These forums are now Read Only. If you have an Acrobat question, ask questions and get help from one of our experts.

bit-for-bit comparison in PDF documents

malkateb
Registered: Oct 1 2007
Posts: 4

Hi,

I'm doing a basic survey about *PDF security*. As part of my survey on PDF security, I read in the following document (www.adobe.com/products/acrobat/pdfs/AdobePDFSecurityGuide.pdf) that when Adobe certifies a document as valid, this means that Adobe has done *a bit-for-bit comparison* of the document as it was at the time of signing against the document as it was at the time of the validation check, and it has found these two versions to be identical.

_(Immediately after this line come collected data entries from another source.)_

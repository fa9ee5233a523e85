//! Shared utilities for integration tests.
#![allow(dead_code)]

use std::net::SocketAddr;
use std::path::Path;
use std::sync::atomic::{AtomicBool, AtomicU64, AtomicUsize, Ordering};
use std::sync::Arc;
use std::time::Duration;

use async_trait::async_trait;
use parking_lot::Mutex;
use tempfile::TempDir;
use tokio::io::{AsyncReadExt, AsyncWriteExt};
use tokio::net::TcpListener;

use nginx_console::realtime::probes::{
    Bandwidth, CpuProbe, MemoryProbe, NetworkProbe, ProbeError, ServerStatus, StatusProbe,
};
use nginx_console::realtime::MetricsSampler;
use nginx_console::store::{CertificateIssuer, CommandError, ConfigStore, ServerControl, SitePaths};

/// A temporary nginx configuration root with all three site directories.
pub fn site_tree() -> (TempDir, SitePaths) {
    let dir = tempfile::tempdir().unwrap();
    let paths = SitePaths::under(dir.path());
    for d in [&paths.available, &paths.enabled, &paths.immediate] {
        std::fs::create_dir_all(d).unwrap();
    }
    (dir, paths)
}

pub fn write_file(dir: &Path, file_name: &str, contents: &str) {
    std::fs::write(dir.join(file_name), contents).unwrap();
}

pub fn server_block(name: &str, listen: &str) -> String {
    format!("server {{\n    listen {listen};\n    server_name {name};\n}}\n")
}

fn failure(program: &str) -> CommandError {
    CommandError::Failed {
        program: program.to_string(),
        status: "exit status: 1".to_string(),
        stderr: "scripted failure".to_string(),
    }
}

/// Server control that counts reloads and can be told to fail.
#[derive(Default)]
pub struct RecordingControl {
    reloads: AtomicUsize,
    fail: AtomicBool,
}

impl RecordingControl {
    pub fn reloads(&self) -> usize {
        self.reloads.load(Ordering::SeqCst)
    }

    pub fn fail_next(&self, fail: bool) {
        self.fail.store(fail, Ordering::SeqCst);
    }
}

#[async_trait]
impl ServerControl for RecordingControl {
    async fn reload(&self) -> Result<(), CommandError> {
        if self.fail.load(Ordering::SeqCst) {
            return Err(failure("nginx"));
        }
        self.reloads.fetch_add(1, Ordering::SeqCst);
        Ok(())
    }
}

/// Certificate issuer that records `(domain, email)` pairs.
#[derive(Default)]
pub struct RecordingIssuer {
    calls: Mutex<Vec<(String, String)>>,
    fail: AtomicBool,
}

impl RecordingIssuer {
    pub fn calls(&self) -> Vec<(String, String)> {
        self.calls.lock().clone()
    }

    pub fn fail_next(&self, fail: bool) {
        self.fail.store(fail, Ordering::SeqCst);
    }
}

#[async_trait]
impl CertificateIssuer for RecordingIssuer {
    async fn issue(&self, domain: &str, contact_email: &str) -> Result<(), CommandError> {
        if self.fail.load(Ordering::SeqCst) {
            return Err(failure("certbot"));
        }
        self.calls
            .lock()
            .push((domain.to_string(), contact_email.to_string()));
        Ok(())
    }
}

pub struct StoreFixture {
    pub dir: TempDir,
    pub paths: SitePaths,
    pub store: Arc<ConfigStore>,
    pub control: Arc<RecordingControl>,
    pub issuer: Arc<RecordingIssuer>,
}

pub fn store_fixture() -> StoreFixture {
    let (dir, paths) = site_tree();
    let control = Arc::new(RecordingControl::default());
    let issuer = Arc::new(RecordingIssuer::default());
    let store = Arc::new(ConfigStore::new(paths.clone(), control.clone(), issuer.clone()));
    StoreFixture {
        dir,
        paths,
        store,
        control,
        issuer,
    }
}

/// Status probe whose `active_connections` is the 1-based call number.
#[derive(Default)]
pub struct CountingStatusProbe {
    calls: AtomicU64,
}

impl CountingStatusProbe {
    pub fn calls(&self) -> u64 {
        self.calls.load(Ordering::SeqCst)
    }
}

#[async_trait]
impl StatusProbe for CountingStatusProbe {
    async fn server_status(&self) -> Result<ServerStatus, ProbeError> {
        let n = self.calls.fetch_add(1, Ordering::SeqCst) + 1;
        Ok(ServerStatus {
            active_connections: n,
            requests_per_second: 2.5,
        })
    }
}

/// Fixed CPU / memory / network readings.
pub struct FixedSystem;

#[async_trait]
impl CpuProbe for FixedSystem {
    async fn cpu_percent(&self) -> Result<f64, ProbeError> {
        Ok(12.5)
    }
}

#[async_trait]
impl MemoryProbe for FixedSystem {
    async fn memory_percent(&self) -> Result<f64, ProbeError> {
        Ok(3.0)
    }
}

#[async_trait]
impl NetworkProbe for FixedSystem {
    async fn bandwidth(&self) -> Result<Bandwidth, ProbeError> {
        Ok(Bandwidth {
            in_bytes_per_sec: 100,
            out_bytes_per_sec: 200,
        })
    }
}

/// Sampler over scripted probes, plus a handle to count samples taken.
pub fn counting_sampler() -> (MetricsSampler, Arc<CountingStatusProbe>) {
    let status = Arc::new(CountingStatusProbe::default());
    let system = Arc::new(FixedSystem);
    let sampler = MetricsSampler::new(status.clone(), system.clone(), system.clone(), system);
    (sampler, status)
}

/// Serve a fixed stub_status page on an ephemeral port.
pub async fn start_status_page(body: &'static str) -> SocketAddr {
    let listener = TcpListener::bind("127.0.0.1:0").await.unwrap();
    let addr = listener.local_addr().unwrap();

    tokio::spawn(async move {
        loop {
            match listener.accept().await {
                Ok((mut socket, _)) => {
                    tokio::spawn(async move {
                        let mut buf = [0u8; 1024];
                        let _ = socket.read(&mut buf).await;
                        let response_str = format!(
                            "HTTP/1.1 200 OK\r\nContent-Type: text/plain\r\nContent-Length: {}\r\nConnection: close\r\n\r\n{}",
                            body.len(),
                            body
                        );
                        let _ = socket.write_all(response_str.as_bytes()).await;
                        let _ = socket.shutdown().await;
                        tokio::time::sleep(Duration::from_millis(10)).await;
                    });
                }
                Err(_) => break,
            }
        }
    });

    addr
}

I wonder how Adobe performs this *bit-for-bit comparison*! Does Adobe keep the original document all the time (say in a centralized server) and compare it to the version being viewed by users? This doesn't sound to me as a practical technique.

Would you provide me with some explanation in this regard (i.e. *bit-for-bit comparison in PDF documents*)? A link to some white papers or technical reports would be also very useful.

Thanks in advance.

brogers
Registered: Nov 6 2007
Posts: 9
The comparison is done in memory on the local machine. There is no server involved. For end user details, see the Document Security User Guide at http://www.adobe.com/devnet/acrobat/security.php.

ben
rrelph
Registered: Nov 7 2007
Posts: 5
A few clarifications...

Adobe (the company) doesn't certify a document as valid - Acrobat and Adobe Reader (the programs) do.

The software doesn't do an actual "bit-for-bit" comparison, but instead generates a hash value at both signing time and validation time and compares those. The hash value changes if any bit of the document changes. At signing time, the hash value is encrypted with the signer's private key. The signer's public key (in the form of a certificate) is also added to the document at signing time.

At validation time, the public key is extracted from the document, the encrypted hash is decrypted, a new hash is generated and the two hash values are compared. After this purely mathematical check on the integrity of the document, trust can be established by checking the status of the certificate the public key is a part of.

This is standard digital signature technology.

The link Ben provided has an extra period at the end. http://www.adobe.com/devnet/acrobat/security.php The page has several documents you may want to read and understand for your survey. I'd recommend you start with http://www.adobe.com/devnet/acrobat/pdfs/DigitalSignaturesInPDF.pdf It describes the specification of digital signatures in PDF documents.
brogers
Registered: Nov 6 2007
Posts: 9
Ah yes. . . I misunderstood and was thinking the question pertained to Document Compare. rrelph is correct, and you should take a look at the dig sig documents for additional information (rather than the doc security guide).